L’architecte – Bien, bien, mais je me sens pourtant d’une humeur meurtrière.
E.H. (Déjà sur le qui-vive) – Que voulez-vous dire ?
L’architecte – Oh ce n’est pas grand-chose, une somme de contrariétés. Depuis que la procédure de divorce est lancée, au vu de ses réactions épidermiques et de ses accès de colère, j’en viens à me poser des questions au sujet de Madeleine, bientôt ex-femme ET ex-associée. Je la vois désormais sous un jour nouveau, et pour tout dire parfois effrayant tant elle m’épouvante. Comment ai-je pu être aveugle à ce point ? C’est une boule de tension. Je peux vous dire qu’en ce moment ça ne rigole pas à l’agence. D’ailleurs j’ai eu des échos d’une engueulade formidable entre elle et sa copine Marie-France, l’ergonomiste ou écologue, je ne sais plus. D’ailleurs une question de l’inspecteur Nutello…

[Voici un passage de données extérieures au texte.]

//! Simulated ad network
//!
//! Ad objects answer on plain OS threads after a random latency, the way a
//! real SDK calls back from its own threads.

use mediation_core::{
    AdError, AdEvent, AdEventSink, AdFormat, AdId, AdInfo, AdProvider, AdUnit, BannerAd,
    FullscreenAd, NativeAdLoader, Reward,
};
use parking_lot::Mutex;
use rand::Rng;
use std::sync::Arc;
use std::thread;
use std::time::Duration;

/// Network name reported on simulated ads
const NETWORK: &str = "sim-network";

/// Knobs for the simulated network
#[derive(Debug, Clone, Copy)]
pub struct SimSettings {
    /// Probability a load fills
    pub fill_rate: f64,

    /// Upper bound of callback latency
    pub max_latency: Duration,
}

impl Default for SimSettings {
    fn default() -> Self {
        Self {
            fill_rate: 0.6,
            max_latency: Duration::from_millis(300),
        }
    }
}

/// Ad provider backed by the simulated network
#[derive(Debug, Clone)]
pub struct SimProvider {
    settings: SimSettings,
    next_id: Arc<Mutex<u64>>,
}

impl SimProvider {
    /// Create new provider
    pub fn new(settings: SimSettings) -> Self {
        Self {
            settings,
            next_id: Arc::new(Mutex::new(0)),
        }
    }

    fn ad(&self, format: AdFormat, unit: &AdUnit, sink: AdEventSink) -> SimAd {
        SimAd {
            format,
            unit: unit.clone(),
            sink,
            settings: self.settings,
            next_id: self.next_id.clone(),
            current: None,
        }
    }
}

impl AdProvider for SimProvider {
    fn interstitial(&self, unit: &AdUnit, sink: AdEventSink) -> Box<dyn FullscreenAd> {
        Box::new(self.ad(AdFormat::Interstitial, unit, sink))
    }

    fn rewarded(&self, unit: &AdUnit, sink: AdEventSink) -> Box<dyn FullscreenAd> {
        Box::new(self.ad(AdFormat::RewardedVideo, unit, sink))
    }

    fn app_open(&self, unit: &AdUnit, sink: AdEventSink) -> Box<dyn FullscreenAd> {
        Box::new(self.ad(AdFormat::AppOpen, unit, sink))
    }

    fn banner(&self, unit: &AdUnit, sink: AdEventSink) -> Box<dyn BannerAd> {
        Box::new(self.ad(AdFormat::Banner, unit, sink))
    }

    fn native_loader(&self, unit: &AdUnit, sink: AdEventSink) -> Box<dyn NativeAdLoader> {
        Box::new(self.ad(AdFormat::Native, unit, sink))
    }

    fn show_mediation_debugger(&self) {
        tracing::info!(network = NETWORK, fill_rate = self.settings.fill_rate, "Mediation debugger opened");
    }
}

struct SimAd {
    format: AdFormat,
    unit: AdUnit,
    sink: AdEventSink,
    settings: SimSettings,
    next_id: Arc<Mutex<u64>>,
    current: Option<AdInfo>,
}

impl SimAd {
    fn latency(&self) -> Duration {
        let max = self.settings.max_latency.as_millis().max(1) as u64;
        Duration::from_millis(rand::thread_rng().gen_range(0..max))
    }

    /// Deliver callbacks from a separate thread after a random delay
    fn later(&self, events: Vec<AdEvent>) {
        let sink = self.sink.clone();
        let delay = self.latency();
        thread::spawn(move || {
            thread::sleep(delay);
            for event in events {
                sink.emit(event);
            }
        });
    }

    fn request(&mut self) {
        let mut rng = rand::thread_rng();
        if rng.gen_bool(self.settings.fill_rate.clamp(0.0, 1.0)) {
            let id = {
                let mut next_id = self.next_id.lock();
                *next_id += 1;
                *next_id
            };
            let ad = AdInfo::new(AdId(id), self.unit.clone(), self.format, NETWORK);
            self.current = Some(ad.clone());
            self.later(vec![AdEvent::Loaded(ad)]);
        } else {
            self.later(vec![AdEvent::LoadFailed {
                unit: self.unit.clone(),
                error: AdError::new(204, "No fill"),
            }]);
        }
    }

    fn present(&mut self) {
        let Some(ad) = self.current.take() else {
            return;
        };

        let revenue = rand::thread_rng().gen_range(0.001..0.05);
        let paid = ad.clone().with_revenue(revenue, "USD");
        let mut events = vec![AdEvent::Displayed(ad.clone()), AdEvent::RevenuePaid(paid)];
        match self.format {
            AdFormat::RewardedVideo => events.push(AdEvent::RewardGranted {
                ad: ad.clone(),
                reward: Reward::new(10.0, "coins"),
            }),
            AdFormat::Banner => {
                events.push(AdEvent::Expanded(ad.clone()));
                events.push(AdEvent::Collapsed(ad.clone()));
            }
            _ => {}
        }
        if self.format != AdFormat::Banner {
            events.push(AdEvent::Hidden(ad));
        }
        self.later(events);
    }
}

impl FullscreenAd for SimAd {
    fn load(&mut self) {
        self.request();
    }

    fn show(&mut self) {
        self.present();
    }
}

impl BannerAd for SimAd {
    fn load(&mut self) {
        self.request();
    }

    fn show(&mut self) {
        self.present();
    }
}

impl NativeAdLoader for SimAd {
    fn load(&mut self) {
        self.request();
    }

    fn render(&mut self, ad: &AdInfo) {
        let revenue = rand::thread_rng().gen_range(0.001..0.02);
        self.later(vec![AdEvent::RevenuePaid(ad.clone().with_revenue(revenue, "USD"))]);
    }

    fn destroy(&mut self, ad: AdInfo) {
        tracing::debug!(ad_id = %ad.id, "Native ad destroyed");
    }
}
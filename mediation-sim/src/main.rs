//! Mediation simulator binary
//!
//! Runs one service per ad format against a simulated network, tries to
//! show whatever is available on a fixed tick, then prints the analytics
//! events and metrics it produced.
//!
//! Environment:
//! - `MEDIATION_CONFIG`: TOML config file (otherwise `MEDIATION_*` variables)
//! - `SIM_DURATION_SECS`: how long to run (default 20)
//! - `SIM_FILL_RATE`: probability a load fills (default 0.6)

mod provider;

use anyhow::Context;
use mediation_core::debug::{DebugEntries, DebugSection};
use mediation_core::{Mediation, MediationConfig, MemoryAnalyticsSink, ShowOutcome};
use prometheus::{Encoder, TextEncoder};
use provider::{SimProvider, SimSettings};
use std::sync::Arc;
use std::time::Duration;

const SHOW_INTERVAL: Duration = Duration::from_millis(1_500);

fn env_or<T: std::str::FromStr>(key: &str, default: T) -> anyhow::Result<T>
where
    T::Err: std::error::Error + Send + Sync + 'static,
{
    match std::env::var(key) {
        Ok(value) => value
            .parse()
            .with_context(|| format!("Invalid {}: {:?}", key, value)),
        Err(_) => Ok(default),
    }
}

fn load_config() -> anyhow::Result<MediationConfig> {
    match std::env::var("MEDIATION_CONFIG") {
        Ok(path) => MediationConfig::from_file(&path)
            .with_context(|| format!("Failed to load config from {}", path)),
        Err(_) => MediationConfig::from_env().context("Failed to load config from environment"),
    }
}

#[tokio::main]
async fn main() -> anyhow::Result<()> {
    // Initialize tracing
    tracing_subscriber::fmt()
        .with_env_filter(
            tracing_subscriber::EnvFilter::from_default_env()
                .add_directive(tracing::Level::INFO.into()),
        )
        .init();

    tracing::info!("Starting mediation simulator");

    let config = load_config()?;
    let duration = Duration::from_secs(env_or("SIM_DURATION_SECS", 20u64)?);
    let settings = SimSettings {
        fill_rate: env_or("SIM_FILL_RATE", SimSettings::default().fill_rate)?,
        ..SimSettings::default()
    };

    let analytics = Arc::new(MemoryAnalyticsSink::new());
    let mediation = Mediation::new(Arc::new(SimProvider::new(settings)), config)?
        .with_analytics(analytics.clone());

    let mut menu = DebugEntries::new();
    mediation.register_debug_entries(&mut menu);
    for entry in menu.section(DebugSection::Others) {
        tracing::info!(title = entry.title(), "Debug menu entry registered");
        entry.trigger();
    }

    let interstitial = mediation.interstitial("sim-interstitial");
    let rewarded = mediation.rewarded("sim-rewarded");
    let app_open = mediation.app_open("sim-app-open");
    let banner = mediation.banner("sim-banner");
    let native = mediation.native("sim-native");

    let mut ticker = tokio::time::interval(SHOW_INTERVAL);
    let deadline = tokio::time::Instant::now() + duration;
    let mut requested = 0usize;

    loop {
        tokio::select! {
            _ = ticker.tick() => {
                let outcomes = [
                    interstitial.show_ad_if_available(),
                    rewarded.show_ad_if_available(),
                    app_open.show_ad_if_available(),
                    banner.show_ad_if_available(),
                    native.show_ad_if_available(),
                ];
                requested += outcomes
                    .iter()
                    .filter(|outcome| **outcome == ShowOutcome::Requested)
                    .count();
            }
            _ = tokio::time::sleep_until(deadline) => break,
            _ = tokio::signal::ctrl_c() => {
                tracing::info!("Interrupted");
                break;
            }
        }
    }

    for snapshot in [
        interstitial.snapshot().await?,
        rewarded.snapshot().await?,
        app_open.snapshot().await?,
        banner.snapshot().await?,
        native.snapshot().await?,
    ] {
        println!("{}", serde_json::to_string(&snapshot)?);
    }

    interstitial.shutdown().await?;
    rewarded.shutdown().await?;
    app_open.shutdown().await?;
    banner.shutdown().await?;
    native.shutdown().await?;

    print!("{}", analytics.to_json_lines()?);

    let mut buffer = Vec::new();
    TextEncoder::new().encode(&mediation.metrics().registry().gather(), &mut buffer)?;
    print!("{}", String::from_utf8(buffer)?);

    tracing::info!(shows_requested = requested, "Simulation finished");
    Ok(())
}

E.H. (Qui ne s’attendait pas à la référence et cédant à la curiosité) – Vous avez revu le Dr. Nut ?
L’architecte – Dr. Nut ? Ha oui l’inspecteur Nutello, j’avais oublié que vous l’aviez rencontré. Vous aussi vous l’appelez Dr. Nut ? Vous l’avez revu ?
E.H. (Rouge jusqu’au bout des cheveux, heureuse qu’allongé il ne la voit pas, bafouillant) – Non, non, excusez-moi. Vous disiez…
L’architecte (Un peu irrité et soudain suspicieux) – Oui il voulait me revoir, justement, m’a-t-il expliqué, à cause de la disparition de Marie-France. Il voulait savoir quand je l’avais vue pour la dernière fois, si j’avais une idée où elle pourrait bien se trouver, mes relations avec elle, etc. J’ai évidemment répondu à toutes ses questions car je n’ai aucune idée de ce qui a bien pu lui arriver. Pour tout dire, je me fiche assez de son sort. Mais une question de l’inspecteur m’a mis la puce à l’oreille quand il m’a demandé, redemandé en fait car il m’avait déjà posé la question lors de ma garde à vue, il a dû oublier, bref il m’a redemandé pourquoi j’avais acheté un aller simple pour l’Argentine, «l’un des dix pays qui n’a pas d’accord d’extradition avec la France», je le cite. Je croyais lui avoir déjà dit que je n’avais pas acheté ce ticket, que je n’étais même pas au courant. En fait, c’est Madeleine qui avait acheté ce billet pour l’Argentine, pour une de ses conférences a-t-elle expliqué. Je n’ai jamais fait attention, Madeleine organisait sa vie et ses vols dans des pays exotiques comme elle l’entendait et, pour le coup, je serai bien en peine de la localiser tout le temps durant toutes ces années. Surtout que je ne mettais jamais le nez dans la compta, c’est plutôt Madeleine qui gérait avec l’expert-comptable. Mais c’est vrai qu’elle avait régulièrement des montées de tension explosives, tension qui souvent disparaissait à l’issue de l’un de ses voyages, comme si ses balades et ses conférences semblaient la détendre. Mais bon, toujours est-il qu’elle n’a jamais pris ce vol.
E.H. – C’est ce que vous avez expliqué à la police ?
L’architecte – Exactement. Je comprends bien l’inquiétude des familles, encore que ma malheureuse voisine n’en avait guère, de famille, mais j’ai bien assuré l’inspecteur que je n’ai rien à voir avec toutes ces histoires. Et je lui ai dit que ses questions commençaient à me courir, cette suspicion constante qui semble m’accompagner partout, et tout ça à cause d’un accident de la circulation avec un type en trottinette ??? C’est à moi de justifier de mon innocence ? Avouez que cela finit par être agaçant. Mais ce n’est pas ce qui me tracasse.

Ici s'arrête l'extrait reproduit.